Now, a team of researchers led by Mustafa Khammash from the Department of Biosystems, Science and Engineering at ETH Zurich in Basel has discovered a new way around this. Like many other chemicals, Tc and aTc are by nature sensitive to light. When exposed to UVA light, they lose their ability to inhibit gene expression. The ETH researchers are now exploiting this effect to use Tc and aTc as dynamically controllable transcription and growth regulators. Their work was recently published in the journal Nature Communications.
“Using molecules like aTc and Tc that are naturally sensitive to light makes our lives much easier,” explains Armin Baumschlager, a postdoc in Khammash’s group and lead author of the corresponding study. Now, it is no longer necessary to insert additional genes that mediate light sensitivity into the cells used, he says. This new approach paves the way for non-specialist research groups to work with optogenetic networks as well.
In biology, the term optogenetics refers to the use of light to control gene expression. Using this process, pulses of light can be sent to cells like E. coli bacteria to induce a certain response, triggering for instance the production of a protein. Besides substances like Tc or aTc, light-sensitive enzymes can also be employed for this purpose. To achieve this, scientists have created complex genetic networks and incorporated the genes of these enzymes. But these also have a drawback because they remain active only if they are permanently exposed to light.
Light-sensitive substances thus enable a network to be switched both on and off. Adding a certain amount of aTc to the cell culture switches the network on.

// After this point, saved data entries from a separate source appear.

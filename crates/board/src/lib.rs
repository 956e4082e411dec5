//! Candytrail board layout - tile sequences in 3D world space
//!
//! Sits on top of the `tiler` crate the way the renderer consumes it:
//! - [`types`] - Board tile records and special tile kinds
//! - [`layout`] - Footprint centering, height profile, special rolls
//! - [`instance`] - Flat GPU instance records for upload
//!
//! Mesh, material, and camera work belong to the renderer; nothing in
//! this crate touches the GPU.

pub mod instance;
pub mod layout;
pub mod types;

pub use instance::*;
pub use layout::*;
pub use types::*;
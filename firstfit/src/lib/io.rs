use std::collections::HashSet;
use std::fmt;
use std::num::IntErrorKind;
use clap::ValueEnum;
use crate::utils::*;

/// Shown next to any [InputError] that reaches a human.
pub const INPUT_HINT: &str = "Please enter valid integers separated by commas.";

/// Which of the two input lists a problem was found in.
#[derive(Copy, Clone, Debug, PartialEq, Eq)]
pub enum Field {
    Blocks,
    Processes,
}

impl fmt::Display for Field {
    fn fmt(&self, f: &mut fmt::Formatter<'_>) -> fmt::Result {
        match self {
            Field::Blocks       => write!(f, "block sizes"),
            Field::Processes    => write!(f, "process sizes"),
        }
    }
}

/// Raised while turning user text into sizes. Positions are 1-based,
/// counting comma-separated entries.
///
/// Nothing gets allocated when one of these shows up.
#[derive(Error, Debug, Clone, PartialEq, Eq)]
pub enum InputError {
    #[error("{field}: entry #{position} is empty")]
    Empty { field: Field, position: usize },
    #[error("{field}: entry #{position} ({token:?}) is not a valid integer")]
    NotAnInteger { field: Field, position: usize, token: String },
    #[error("{field}: entry #{position} ({token}) is too large")]
    OutOfRange { field: Field, position: usize, token: String },
    #[error("{field}: entry #{position} is negative ({value})")]
    Negative { field: Field, position: usize, value: i128 },
}

impl InputError {
    pub fn field(&self) -> Field {
        match self {
            InputError::Empty { field, .. }
            | InputError::NotAnInteger { field, .. }
            | InputError::OutOfRange { field, .. }
            | InputError::Negative { field, .. } => *field,
        }
    }
}

/// Parses a comma-separated list of non-negative integers.
/// Whitespace around entries is ignored, empty entries are not:
/// `"1,,2"` and `""` are both rejected.
pub fn parse_sizes(field: Field, text: &str) -> Result<Vec<ByteSteps>, InputError> {
    text.split(',')
        .enumerate()
        .map(|(idx, raw)| parse_token(field, idx + 1, raw))
        .collect()
}

fn parse_token(field: Field, position: usize, raw: &str) -> Result<ByteSteps, InputError> {
    let token = raw.trim();
    if token.is_empty() {
        return Err(InputError::Empty { field, position });
    }
    match token.parse::<i128>() {
        Ok(value) if value < 0  => Err(InputError::Negative { field, position, value }),
        Ok(value)   => {
            ByteSteps::try_from(value)
                .map_err(|_| InputError::OutOfRange { field, position, token: token.to_string() })
        },
        Err(e)  => {
            match e.kind() {
                IntErrorKind::PosOverflow | IntErrorKind::NegOverflow   => {
                    Err(InputError::OutOfRange { field, position, token: token.to_string() })
                },
                _   => Err(InputError::NotAnInteger { field, position, token: token.to_string() }),
            }
        }
    }
}

/// Parses both lists of an allocation request, blocks first.
pub fn parse_request(
    blocks:     &str,
    processes:  &str,
) -> Result<(Vec<ByteSteps>, Vec<ByteSteps>), InputError> {
    Ok((
        parse_sizes(Field::Blocks, blocks)?,
        parse_sizes(Field::Processes, processes)?,
    ))
}

/// How results are handed back to the user.
#[derive(Copy, Clone, PartialEq, Eq, PartialOrd, Ord, ValueEnum, Debug)]
pub enum OutputFormat {
    /// Human-readable tables
    Text,
    /// Pretty-printed JSON
    Json,
}

//---START BATCH SCENARIOS
/// A named pair of block/process lists, ready to be run.
#[derive(Clone, Debug, PartialEq, Eq)]
pub struct Scenario {
    pub name:       String,
    pub blocks:     Vec<ByteSteps>,
    pub processes:  Vec<ByteSteps>,
}

impl Scenario {
    pub fn run(&self) -> Run {
        first_fit(&self.blocks, &self.processes)
    }
}

#[derive(Error, Debug)]
pub enum ScenarioError {
    #[error("could not read scenarios")]
    Io(#[from] std::io::Error),
    #[error("line {line}: expected `name;blocks;processes`")]
    Malformed { line: usize },
    #[error("line {line}: {source}")]
    Input { line: usize, source: InputError },
    #[error("scenario {name:?} appears more than once")]
    Duplicate { name: String },
}

/// Defines the interface for reading scenarios.
///
/// [ScenarioCSVParser] reads them off a file; other sources only
/// need to satisfy this trait.
pub trait ScenarioGen {
    fn read_scenarios(&self) -> Result<Vec<Scenario>, ScenarioError>;
    /// Builds one [Scenario] out of one line of input. `line` is the
    /// 1-based line number, used for error reporting.
    fn gen_single(&self, data: &str, line: usize) -> Result<Scenario, ScenarioError>;
}

/// Semicolon-separated scenario files:
///
/// ```text
/// name;blocks;processes
/// textbook;100,500,200,300,600;212,417,112,426
/// # comments and blank lines are skipped
/// exact;100;100
/// ```
///
/// The first line is a header and is always skipped.
pub struct ScenarioCSVParser {
    pub path: PathBuf,
}

impl ScenarioCSVParser {
    pub fn new(path: PathBuf) -> Self {
        Self {
            path,
        }
    }

    /// Does the actual work of [ScenarioGen::read_scenarios], for
    /// any source of lines.
    pub fn read_from<R: BufRead>(&self, reader: R) -> Result<Vec<Scenario>, ScenarioError> {
        let mut res = vec![];
        let mut seen = HashSet::new();
        for (idx, line) in reader.lines()
            .enumerate()
            // First line is the header!
            .skip(1) {
            let line = line?;
            let data = line.trim();
            if data.is_empty() || data.starts_with('#') { continue; }
            let scenario = self.gen_single(data, idx + 1)?;
            if !seen.insert(scenario.name.clone()) {
                return Err(ScenarioError::Duplicate { name: scenario.name });
            }
            res.push(scenario);
        }

        Ok(res)
    }
}

impl ScenarioGen for ScenarioCSVParser {
    fn read_scenarios(&self) -> Result<Vec<Scenario>, ScenarioError> {
        let fd = std::fs::File::open(&self.path)?;
        self.read_from(BufReader::new(fd))
    }

    fn gen_single(&self, data: &str, line: usize) -> Result<Scenario, ScenarioError> {
        let (name, blocks, processes) = data.split(';')
            .map(str::trim)
            .collect_tuple()
            .ok_or(ScenarioError::Malformed { line })?;
        if name.is_empty() {
            return Err(ScenarioError::Malformed { line });
        }
        let (blocks, processes) = parse_request(blocks, processes)
            .map_err(|source| ScenarioError::Input { line, source })?;

        Ok(Scenario {
            name: name.to_string(),
            blocks,
            processes,
        })
    }
}

/// Runs every scenario independently, in parallel. Each run carves its
/// own copy of the blocks, so nothing is shared. The result keeps the
/// order of `scenarios`.
pub fn run_batch(scenarios: &[Scenario]) -> IndexMap<String, Run> {
    scenarios.par_iter()
        .map(|s| (s.name.clone(), s.run()))
        .collect::<Vec<_>>()
        .into_iter()
        .collect()
}
//---END BATCH SCENARIOS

A quick way to then stop the process completely after a given amount of time is to expose the culture to UVA light. “Using light to inactivate aTc has the same effect as removing the substance from the system,” Baumschlager says.
If you want to resume the process, he continues, you add aTc to the cell culture again. “It’s possible to repeat such cycles several times without damaging the cells. In this study, we’ve shown just how well we can regulate the temporal aspect of activation and inactivation,” he explains.
New control schemes
Utilising molecules’ sensitivity to light to control biological processes allows researchers to develop novel control schemes for biotechnology. So far, the scope of the ETH researchers’ testing has been limited to the test tube, but they are currently working on scaling things up and planning experiments using bioreactors with a volume of several litres. It would also be possible to employ other light-sensitive molecules as regulators – different antibiotics for instance.
One potential use for the method is to produce certain proteins, such as antibodies or essential vitamins, for therapeutic purposes. By adding or inactivating aTc, their production can be precisely controlled to deliver the optimum result. “Due to the simplicity of its use and development, our new method is likely to become an attractive prospect for the pharmaceutical industry,” Baumschlager says.